WASHINGTON (February 1, 2000) -- The General Secretary of the National Conference of Catholic Bishops/United States Catholic Conference (NCCB/USCC) said proposed NIH guidelines to fund research on stem cells obtained by destroying human embryos demean human life and undermine longstanding federal policy on protection of human subjects.
Msgr. Dennis M. Schnurr made this observation January 31 in comments on a regulatory proposal by the NIH.
The proposed guidelines, for the first time in the nation's history, would authorize the federal government to approve and regulate the destruction of innocent human life for research purposes. The guidelines instruct researchers in how to harvest versatile "stem cells" from living week-old human embryos, a procedure which kills the embryos. They also establish standards for harvesting similar cells from dead unborn children following induced abortions.
"The proposed guidelines are not designed to implement longstanding federal policy on research involving human subjects, which has been reflected in federal laws and regulations for 25 years," Msgr. Schnurr stated. "Rather, the guidelines seek to reverse that policy in doing so they violate fundamental moral norms on human experimentation and fall far beyond the proper authority of the National Institutes of Health."
Msgr. Schnurr said the guidelines' effort to justify destructive experiments on donated embryos from fertility clinics, on the grounds they were deemed "in excess of clinical need," runs contrary to Congress's insistence that unborn children intended for abortion be treated with the same resepct in federally funded research as children intended for live birth.
"The guidelines' policy of allowing federally funded researchers themselves to destroy live embryos for their stem cells (so long as private funds are used for the act of destruction) contradicts statutory safeguards on fetal tissue, which forbid researchers to harvest tissue from live embryos or fetuses or to participate in or influence an abortion that may produce tissue for research," Msgr. Schnurr said.

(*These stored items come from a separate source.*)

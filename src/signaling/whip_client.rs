//! WHIP Client - WebRTC-HTTP Ingestion Protocol client (RFC 9725).
//!
//! Publishes our offer to an external WHIP server (like MediaMTX or
//! Broadcast Box) and manages the resulting session resource.
//! Flow:
//! 1. POST offer to the endpoint, expect 201 + Location (+ ETag)
//! 2. PATCH trickled ICE candidates to the resource, expect 204
//! 3. DELETE the resource on shutdown, expect 200

use bytes::Bytes;
use hyper::header::{HeaderValue, AUTHORIZATION, CONTENT_TYPE, ETAG, IF_MATCH, LOCATION};
use hyper::{HeaderMap, Method, StatusCode};
use log::{debug, info, warn};

use super::transport::{HttpTransport, WhipRequest, WhipResponse};
use super::WhipError;

pub const SDP_CONTENT_TYPE: &str = "application/sdp";
pub const TRICKLE_ICE_CONTENT_TYPE: &str = "application/trickle-ice-sdpfrag";

/// Result of a successful offer exchange
#[derive(Clone, Debug, PartialEq, Eq)]
pub struct WhipSession {
    /// Location of the session resource, as sent by the server
    pub resource_id: String,
    /// ETag for optimistic concurrency on later updates
    pub concurrency_token: Option<String>,
    pub answer_sdp: String,
}

/// WHIP client bound to one endpoint
pub struct WhipClient<T> {
    /// WHIP endpoint URL
    endpoint_url: String,
    /// Bearer token, sent on every request
    auth_key: Option<String>,
    transport: T,
}

impl<T: HttpTransport> WhipClient<T> {
    pub fn new(endpoint_url: impl Into<String>, auth_key: Option<String>, transport: T) -> Self {
        Self { endpoint_url: endpoint_url.into(), auth_key, transport }
    }

    pub fn endpoint_url(&self) -> &str {
        &self.endpoint_url
    }

    /// Resolve a resource location (absolute, or relative to the endpoint).
    pub fn resolve_resource(&self, resource: &str) -> Result<String, WhipError> {
        if resource.is_empty() {
            return Err(WhipError::EmptyResource);
        }

        let base = url::Url::parse(&self.endpoint_url)
            .map_err(|e| WhipError::InvalidUrl(format!("{}: {}", self.endpoint_url, e)))?;
        base.join(resource)
            .map(|u| u.to_string())
            .map_err(|e| WhipError::InvalidUrl(format!("{}: {}", resource, e)))
    }

    fn headers(&self, content_type: Option<&'static str>) -> Result<HeaderMap, WhipError> {
        let mut headers = HeaderMap::new();
        if let Some(content_type) = content_type {
            headers.insert(CONTENT_TYPE, HeaderValue::from_static(content_type));
        }
        if let Some(key) = &self.auth_key {
            let bearer = HeaderValue::from_str(&format!("Bearer {}", key))
                .map_err(|e| WhipError::Request(format!("Invalid auth key: {}", e)))?;
            headers.insert(AUTHORIZATION, bearer);
        }
        Ok(headers)
    }

    async fn send(&self, request: WhipRequest, expected: StatusCode) -> Result<WhipResponse, WhipError> {
        let response = self.transport.execute(request).await?;
        if response.status != expected {
            return Err(WhipError::UnexpectedStatus { expected, actual: response.status });
        }
        Ok(response)
    }

    /// POST the offer. Only `201 Created` with a Location header counts.
    pub async fn create_session(&self, offer_sdp: &str) -> Result<WhipSession, WhipError> {
        let request = WhipRequest {
            method: Method::POST,
            url: self.endpoint_url.clone(),
            headers: self.headers(Some(SDP_CONTENT_TYPE))?,
            body: Bytes::from(offer_sdp.to_owned()),
        };

        let response = self.send(request, StatusCode::CREATED).await?;

        let resource_id = response
            .header(LOCATION.as_str())
            .filter(|location| !location.is_empty())
            .ok_or(WhipError::MissingLocation)?
            .to_string();
        let concurrency_token = response.header(ETAG.as_str()).map(str::to_string);
        let answer_sdp = String::from_utf8_lossy(&response.body).into_owned();

        info!("Server responded with resource {}, etag {:?}", resource_id, concurrency_token);

        Ok(WhipSession { resource_id, concurrency_token, answer_sdp })
    }

    /// PATCH one trickle ICE fragment. Only `204 No Content` counts.
    pub async fn update_ice(
        &self,
        resource_id: &str,
        concurrency_token: Option<&str>,
        fragment: String,
    ) -> Result<(), WhipError> {
        let mut headers = self.headers(Some(TRICKLE_ICE_CONTENT_TYPE))?;
        if let Some(token) = concurrency_token {
            let value = HeaderValue::from_str(token)
                .map_err(|e| WhipError::Request(format!("Invalid ETag {}: {}", token, e)))?;
            headers.insert(IF_MATCH, value.clone());
            headers.insert(ETAG, value);
        }

        let request = WhipRequest {
            method: Method::PATCH,
            url: self.resolve_resource(resource_id)?,
            headers,
            body: Bytes::from(fragment),
        };

        self.send(request, StatusCode::NO_CONTENT).await?;
        debug!("ICE candidate delivered to {}", resource_id);
        Ok(())
    }

    /// DELETE the session resource. Only `200 OK` counts.
    pub async fn delete_session(&self, resource_id: &str) -> Result<(), WhipError> {
        let url = self.resolve_resource(resource_id)?;
        info!("Sending DELETE request to: {}", url);

        let request = WhipRequest {
            method: Method::DELETE,
            url,
            headers: self.headers(None)?,
            body: Bytes::new(),
        };

        match self.send(request, StatusCode::OK).await {
            Ok(_) => {
                info!("Session deleted successfully");
                Ok(())
            }
            Err(e) => {
                warn!("Failed to delete session: {}", e);
                Err(e)
            }
        }
    }
}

According to Msgr.Schnurr, the proposed guidelines violate the Fiscal Year 2000 Consolidated Appropriations Act, signed by the President on Nov. 29, 1999, which continued the federal ban on use of appropriated moneys for "research in which a human embryo or embryos are destroyed, discarded or knowingly subjected to risk of injury or death greater than that allowed for fetuses in utero" under existing regulation and statute.
"In short, the guidelines permit precisely what Congress and the President forbade with passage and signing of the Appropriations Act: the use of federal taxpayer dollars for research that involves the killing of human embryos," Msgr. Schnurr stated.
The NCCB/USCC official also noted that the guidelines ignore alternative means for stem cell research--means that do not involve embryonic cells. He cited research confirming the versatility of adult stem cells, supplemented by new advances in "immortalizing" adult cell cultures and by progress in maintaining adult stem cells in a relatively undifferentiated state for months at a time. "Any approach involving the adaptation and use of a patient's own stem cells would circumvent all problems of tissue rejection, which pose a serious barrier to the transplantation of foreign stem cells into patients," Msgr. Schnurr said.
Noting that the guidelines set the stage for further abuses involving the creation and destruction of life for research purposes, he said: "We believe the NIH's only morally and legally responsible course is to withdraw the guidelines on stem cells derived from early human embryos."
The full text of Msgr. Schnurr's comments is available on request.